Question 4 True / False
When analyzing a multi-body system by drawing separate free-body diagrams for each component, forces at the shared contact surfaces appear as equal-and-opposite pairs across the two diagrams.
TTrue
FFalse
Answer: True
This follows directly from Newton's third law. If body A pushes on body B with force F, then body B pushes back on body A with force −F. In the FBD of body A, you show the force from B on A. In the FBD of body B, you show the force from A on B — equal in magnitude, opposite in direction. These paired forces are how the two FBDs stay consistent with each other. Missing one side of this pair in a multi-body problem is a common source of equilibrium equation errors.
Question 5 Short Answer
What does it mean to 'isolate' an object when drawing a free-body diagram, and what specifically must you do with each physical connection when you isolate it?
Think about your answer, then reveal below.
Model answer: Isolating an object means mentally cutting away every physical connection — supports, cables, contact surfaces, hinges — and replacing each one with the force (or moment) it was exerting on the object. The resulting sketch shows the object alone, surrounded only by labeled force vectors. Nothing that was connected to the object appears in the diagram; only the forces those connections were transmitting.

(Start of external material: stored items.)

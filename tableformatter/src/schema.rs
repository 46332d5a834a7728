use chrono::{DateTime, FixedOffset, SecondsFormat, Utc};
use std::cmp::Ordering;
use std::fmt;

/// Semantic type of a column. Drives alignment and JSON encoding only,
/// values are never coerced when a row is built.
#[derive(Debug, Clone, Copy, PartialEq, Eq)]
pub enum ColumnType {
    Int,
    String,
    Float,
    Bool,
    Date,
}

impl ColumnType {
    pub fn is_numeric(self) -> bool {
        matches!(self, ColumnType::Int | ColumnType::Float)
    }
}

/// A column definition: display label, type and minimum width
#[derive(Debug, Clone, PartialEq, Eq)]
pub struct Column {
    pub name: String,
    pub kind: ColumnType,
    pub min_width: usize,
}

impl Column {
    pub fn new<S: Into<String>>(name: S, kind: ColumnType, min_width: usize) -> Self {
        Self {
            name: name.into(),
            kind,
            min_width,
        }
    }

    pub fn int<S: Into<String>>(name: S, min_width: usize) -> Self {
        Self::new(name, ColumnType::Int, min_width)
    }

    pub fn string<S: Into<String>>(name: S, min_width: usize) -> Self {
        Self::new(name, ColumnType::String, min_width)
    }

    pub fn float<S: Into<String>>(name: S, min_width: usize) -> Self {
        Self::new(name, ColumnType::Float, min_width)
    }

    pub fn bool<S: Into<String>>(name: S, min_width: usize) -> Self {
        Self::new(name, ColumnType::Bool, min_width)
    }

    pub fn date<S: Into<String>>(name: S, min_width: usize) -> Self {
        Self::new(name, ColumnType::Date, min_width)
    }
}

/// A single loosely typed cell value
#[derive(Debug, Clone, PartialEq)]
pub enum Value {
    Int(i64),
    Float(f64),
    Str(String),
    Bool(bool),
    Date(DateTime<FixedOffset>),
    Null,
}

impl Value {
    /// Parse an API timestamp into a date value, keeping the raw text when it
    /// is not RFC 3339 and mapping empty text to `Null`. The offset and the
    /// fractional seconds are kept as given.
    pub fn timestamp(raw: &str) -> Self {
        if raw.is_empty() {
            return Value::Null;
        }
        match DateTime::parse_from_rfc3339(raw) {
            Ok(parsed) => Value::Date(parsed),
            Err(_) => Value::Str(raw.to_string()),
        }
    }

    /// Text used by the human-readable renderer
    pub fn display_text(&self) -> String {
        match self {
            Value::Float(f) => format!("{:.2}", f),
            other => other.to_string(),
        }
    }

    fn kind_rank(&self) -> u8 {
        match self {
            Value::Null => 0,
            Value::Bool(_) => 1,
            Value::Int(_) | Value::Float(_) => 2,
            Value::Date(_) => 3,
            Value::Str(_) => 4,
        }
    }

    /// Total order used for sorting rows. Values of different kinds order by
    /// kind (null, bool, number, date, text) before their contents.
    pub fn compare(&self, other: &Value) -> Ordering {
        match (self, other) {
            (Value::Int(a), Value::Int(b)) => a.cmp(b),
            (Value::Float(a), Value::Float(b)) => a.total_cmp(b),
            (Value::Int(a), Value::Float(b)) => (*a as f64).total_cmp(b),
            (Value::Float(a), Value::Int(b)) => a.total_cmp(&(*b as f64)),
            (Value::Str(a), Value::Str(b)) => a.cmp(b),
            (Value::Bool(a), Value::Bool(b)) => a.cmp(b),
            (Value::Date(a), Value::Date(b)) => a.cmp(b),
            (a, b) => a.kind_rank().cmp(&b.kind_rank()),
        }
    }
}

impl fmt::Display for Value {
    fn fmt(&self, f: &mut fmt::Formatter<'_>) -> fmt::Result {
        match self {
            Value::Int(i) => write!(f, "{}", i),
            Value::Float(x) => write!(f, "{}", x),
            Value::Str(s) => f.write_str(s),
            Value::Bool(b) => write!(f, "{}", b),
            Value::Date(d) => f.write_str(&d.to_rfc3339_opts(SecondsFormat::AutoSi, true)),
            Value::Null => Ok(()),
        }
    }
}

impl From<i64> for Value {
    fn from(value: i64) -> Self {
        Value::Int(value)
    }
}

impl From<i32> for Value {
    fn from(value: i32) -> Self {
        Value::Int(value.into())
    }
}

impl From<u32> for Value {
    fn from(value: u32) -> Self {
        Value::Int(value.into())
    }
}

impl From<f64> for Value {
    fn from(value: f64) -> Self {
        Value::Float(value)
    }
}

impl From<bool> for Value {
    fn from(value: bool) -> Self {
        Value::Bool(value)
    }
}

impl From<&str> for Value {
    fn from(value: &str) -> Self {
        Value::Str(value.to_string())
    }
}

impl From<String> for Value {
    fn from(value: String) -> Self {
        Value::Str(value)
    }
}

impl From<&String> for Value {
    fn from(value: &String) -> Self {
        Value::Str(value.clone())
    }
}

impl From<DateTime<Utc>> for Value {
    fn from(value: DateTime<Utc>) -> Self {
        Value::Date(value.fixed_offset())
    }
}

impl From<DateTime<FixedOffset>> for Value {
    fn from(value: DateTime<FixedOffset>) -> Self {
        Value::Date(value)
    }
}

impl<T: Into<Value>> From<Option<T>> for Value {
    fn from(value: Option<T>) -> Self {
        value.map_or(Value::Null, Into::into)
    }
}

This replacement step is the core of the methodology. A cable becomes a tension arrow in the direction the cable was pulling. A pin becomes two force components (Fx, Fy) whose directions are initially unknown. A wall support becomes two force components plus a moment. The power of this process is that it converts a complex physical situation into a clean force inventory that can be directly inserted into Newton's equations.